Start of Block

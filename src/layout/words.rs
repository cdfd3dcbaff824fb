use std::ops::Range;

use super::coords::CornerPoints;

/// A word located inside its line's text.
#[derive(Debug, Clone, Copy, PartialEq, Eq)]
pub struct WordSpan<'a> {
    pub text: &'a str,
    /// Byte offset of `text` within the line.
    pub start: usize,
    pub end: usize,
}

impl WordSpan<'_> {
    pub fn byte_range(&self) -> Range<usize> {
        self.start..self.end
    }
}

/// Decides the geometry of each word given its line's geometry.
pub trait ElementGeometry {
    fn element_corners(
        &self,
        line_text: &str,
        line_corners: &CornerPoints,
        word: &WordSpan<'_>,
    ) -> CornerPoints;
}

/// Every word reuses the full box of its line.
#[derive(Debug, Clone, Copy, Default)]
pub struct InheritLineGeometry;

impl ElementGeometry for InheritLineGeometry {
    fn element_corners(
        &self,
        _line_text: &str,
        line_corners: &CornerPoints,
        _word: &WordSpan<'_>,
    ) -> CornerPoints {
        *line_corners
    }
}

/// Splits on runs of Unicode whitespace, left to right, skipping empties.
pub fn split_words(line: &str) -> Vec<WordSpan<'_>> {
    let mut words = Vec::new();
    let mut start = None;
    for (offset, ch) in line.char_indices() {
        match (start, ch.is_whitespace()) {
            (None, false) => start = Some(offset),
            (Some(from), true) => {
                words.push(span(line, from, offset));
                start = None;
            }
            _ => {}
        }
    }
    if let Some(from) = start {
        words.push(span(line, from, line.len()));
    }
    words
}

fn span(line: &str, start: usize, end: usize) -> WordSpan<'_> {
    WordSpan {
        text: &line[start..end],
        start,
        end,
    }
}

End of Block

* Task to carry out: Report each line of the material in which the string "Range" occurs.

* Solution for this task:
use std::ops::Range;
    pub fn byte_range(&self) -> Range<usize> {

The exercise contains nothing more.